Common correlation models matches some famous SVM’s kernels because they are mostly built on equivalent assumptions. They must fulfill Mercer’s conditions and should additionally remain stationary. Note however, that the choice of the correlation model should be made in agreement with the known properties of the original experiment from which the observations come. For instance:

• If the original experiment is known to be infinitely differentiable (smooth), then one should use the squared-exponential correlation model.
• If it’s not, then one should rather use the exponential correlation model.
• Note also that there exists a correlation model that takes the degree of derivability as input: this is the Matern correlation model, but it’s not implemented here (TODO).

For a more detailed discussion on the selection of appropriate correlation models, see the book by Rasmussen & Williams in references.

### 1.7.6.5. Regression Models¶

Common linear regression models involve zero- (constant), first- and second-order polynomials.

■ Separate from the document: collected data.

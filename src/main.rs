#[cfg(feature = "mimalloc-global")]
#[global_allocator]
static GLOBAL_ALLOCATOR: mimalloc::MiMalloc = mimalloc::MiMalloc;

use std::io::{self, Write};

use anyhow::Result;
use clap::error::ErrorKind;
use clap::{ArgAction, Parser};
use log::{info, warn, LevelFilter};
use simple_logger::SimpleLogger;
use sparse_life::{resolve, run, usage, RenderConfig, ALIVE_GLYPH, DEAD_GLYPH};

/// Runs Conway's Game of Life from a named starting pattern and prints every
/// generation.
#[derive(Parser, Debug)]
#[command(name = "sparse-life", version, about)]
struct Cli {
    /// Starting pattern: rpentomino, glider or square.
    pattern: String,

    /// Number of generations to compute after the seed.
    iterations: String,

    /// Log more (-v info, -vv debug, -vvv trace). Logs go to stderr.
    #[arg(short, long, action = ArgAction::Count)]
    verbose: u8,

    /// Glyph for alive cells.
    #[arg(long, default_value_t = ALIVE_GLYPH)]
    alive: char,

    /// Glyph for dead cells.
    #[arg(long, default_value_t = DEAD_GLYPH)]
    dead: char,
}

fn init_logging(verbose: u8) -> Result<()> {
    let logger = match verbose {
        0 => SimpleLogger::new().with_level(LevelFilter::Warn).env(),
        1 => SimpleLogger::new().with_level(LevelFilter::Info),
        2 => SimpleLogger::new().with_level(LevelFilter::Debug),
        _ => SimpleLogger::new().with_level(LevelFilter::Trace),
    };
    logger.init()?;
    Ok(())
}

fn main() -> Result<()> {
    let cli = match Cli::try_parse() {
        Ok(cli) => cli,
        Err(err) if matches!(err.kind(), ErrorKind::DisplayHelp | ErrorKind::DisplayVersion) => {
            err.print()?;
            return Ok(());
        }
        Err(_) => {
            println!("{}", usage());
            return Ok(());
        }
    };

    init_logging(cli.verbose)?;
    info!("Starting sparse-life v{} ...", env!("CARGO_PKG_VERSION"));

    let (seed, iterations) = match resolve(&cli.pattern, &cli.iterations) {
        Ok(request) => request,
        Err(err) => {
            warn!("{err}");
            println!("{}", usage());
            return Ok(());
        }
    };
    info!(
        "running {:?} for {iterations} iterations from {} cells",
        cli.pattern,
        seed.len()
    );

    let config = RenderConfig::default()
        .alive_glyph(cli.alive)
        .dead_glyph(cli.dead);
    let mut out = io::BufWriter::new(io::stdout().lock());
    run(seed, iterations, &config, &mut out)?;
    out.flush()?;
    Ok(())
}

#[cfg(test)]
mod tests {
    use clap::{CommandFactory, Parser};

    use super::Cli;

    #[test]
    fn command_definition_is_valid() {
        Cli::command().debug_assert();
    }

    #[test]
    fn parses_positionals_and_flags() {
        let cli = Cli::try_parse_from(["sparse-life", "glider", "12", "-vv", "--alive", "#"])
            .expect("arguments should parse");
        assert_eq!(cli.pattern, "glider");
        assert_eq!(cli.iterations, "12");
        assert_eq!(cli.verbose, 2);
        assert_eq!(cli.alive, '#');
        assert_eq!(cli.dead, '\u{25A2}');
    }

    #[test]
    fn missing_iterations_is_a_parse_error() {
        assert!(Cli::try_parse_from(["sparse-life", "glider"]).is_err());
    }
}
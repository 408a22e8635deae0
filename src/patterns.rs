//! Named starting patterns.

use lazy_static::lazy_static;

use crate::generation::{seed, Generation};

const RPENTOMINO: [(i64, i64); 5] = [(3, 2), (2, 3), (3, 3), (3, 4), (4, 4)];

// A still block in the lower left and a glider heading away from it.
const GLIDER: [(i64, i64); 9] = [
    (-2, -2),
    (-1, -2),
    (-2, -1),
    (-1, -1),
    (1, 1),
    (2, 1),
    (3, 1),
    (3, 2),
    (2, 3),
];

const SQUARE: [(i64, i64); 4] = [(1, 1), (2, 1), (1, 2), (2, 2)];

lazy_static! {
    /// The pattern catalog, in listing order.
    pub static ref START_PATTERNS: Vec<(&'static str, Generation)> = vec![
        ("rpentomino", seed(RPENTOMINO)),
        ("glider", seed(GLIDER)),
        ("square", seed(SQUARE)),
    ];
}

/// Looks up a starting pattern by exact name.
pub fn pattern(name: &str) -> Option<&'static Generation> {
    START_PATTERNS
        .iter()
        .find(|(pattern_name, _)| *pattern_name == name)
        .map(|(_, generation)| generation)
}

pub fn pattern_names() -> impl Iterator<Item = &'static str> {
    START_PATTERNS.iter().map(|(name, _)| *name)
}
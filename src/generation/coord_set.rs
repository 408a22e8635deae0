//! Membership index for the cells of one generation.
//!
//! This is an open-addressed linear-probing hash set keyed on `Coord`.
//! Generations are built once and never lose cells, so slots are only ever
//! filled and no tombstones are needed.

use super::Coord;

const LOAD_NUM: usize = 3;
const LOAD_DEN: usize = 4;
const MIN_SLOTS: usize = 16;

#[derive(Clone, Copy)]
struct Slot {
    coord: Coord,
    occupied: bool,
}

impl Slot {
    const EMPTY: Self = Self {
        coord: Coord::ORIGIN,
        occupied: false,
    };
}

#[inline(always)]
fn coord_hash(coord: Coord) -> u64 {
    const MX: u64 = 0x517c_c1b7_2722_0a95;
    const MY: u64 = 0x6c62_272e_07bb_0142;
    let hx = (coord.x as u64).wrapping_mul(MX);
    let hy = (coord.y as u64).wrapping_mul(MY);
    hx ^ hy.rotate_right(32)
}

#[inline]
fn slots_for(keys: usize) -> usize {
    keys.saturating_mul(LOAD_DEN)
        .div_ceil(LOAD_NUM)
        .next_power_of_two()
        .max(MIN_SLOTS)
}

#[derive(Clone)]
pub(crate) struct CoordSet {
    slots: Vec<Slot>,
    mask: usize,
    len: usize,
}

impl Default for CoordSet {
    fn default() -> Self {
        Self::new()
    }
}

impl CoordSet {
    pub fn new() -> Self {
        Self::with_capacity(0)
    }

    pub fn with_capacity(cap: usize) -> Self {
        let slots = slots_for(cap);
        Self {
            slots: vec![Slot::EMPTY; slots],
            mask: slots - 1,
            len: 0,
        }
    }

    #[inline]
    pub fn len(&self) -> usize {
        self.len
    }

    #[inline(always)]
    fn needs_grow(&self) -> bool {
        (self.len + 1) * LOAD_DEN > self.slots.len() * LOAD_NUM
    }

    fn resize(&mut self, new_slots: usize) {
        debug_assert!(new_slots.is_power_of_two());
        let old_slots = std::mem::replace(&mut self.slots, vec![Slot::EMPTY; new_slots]);
        self.mask = new_slots - 1;
        self.len = 0;

        for slot in old_slots {
            if slot.occupied {
                self.insert(slot.coord);
            }
        }
    }

    /// Probes for `coord`. `Ok` holds the slot containing it, `Err` the first
    /// empty slot where it would go.
    #[inline]
    fn probe(&self, coord: Coord) -> Result<usize, usize> {
        let mut pos = coord_hash(coord) as usize & self.mask;
        loop {
            let slot = &self.slots[pos];
            if !slot.occupied {
                return Err(pos);
            }
            if slot.coord == coord {
                return Ok(pos);
            }
            pos = (pos + 1) & self.mask;
        }
    }

    /// Insert a coordinate.
    /// Returns `true` if newly inserted, `false` if it already existed.
    pub fn insert(&mut self, coord: Coord) -> bool {
        if self.needs_grow() {
            self.resize(self.slots.len() * 2);
        }

        match self.probe(coord) {
            Ok(_) => false,
            Err(pos) => {
                self.slots[pos] = Slot {
                    coord,
                    occupied: true,
                };
                self.len += 1;
                true
            }
        }
    }

    #[inline]
    pub fn contains(&self, coord: Coord) -> bool {
        self.probe(coord).is_ok()
    }
}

But one may specify its own in the form of a Python function that takes the features X as input and that returns a vector containing the values of the functional set. The only constraint is that the number of functions must not exceed the number of available observations so that the underlying regression problem is not underdetermined.

### 1.7.6.6. Implementation details¶

The implementation is based on a translation of the DACE Matlab toolbox.

References:

• DACE, A Matlab Kriging Toolbox S Lophaven, HB Nielsen, J Sondergaard 2002,
• W.J. Welch, R.J. Buck, J. Sacks, H.P. Wynn, T.J. Mitchell, and M.D. Morris (1992). Screening, predicting, and computer experiments. Technometrics, 34(1) 15–25.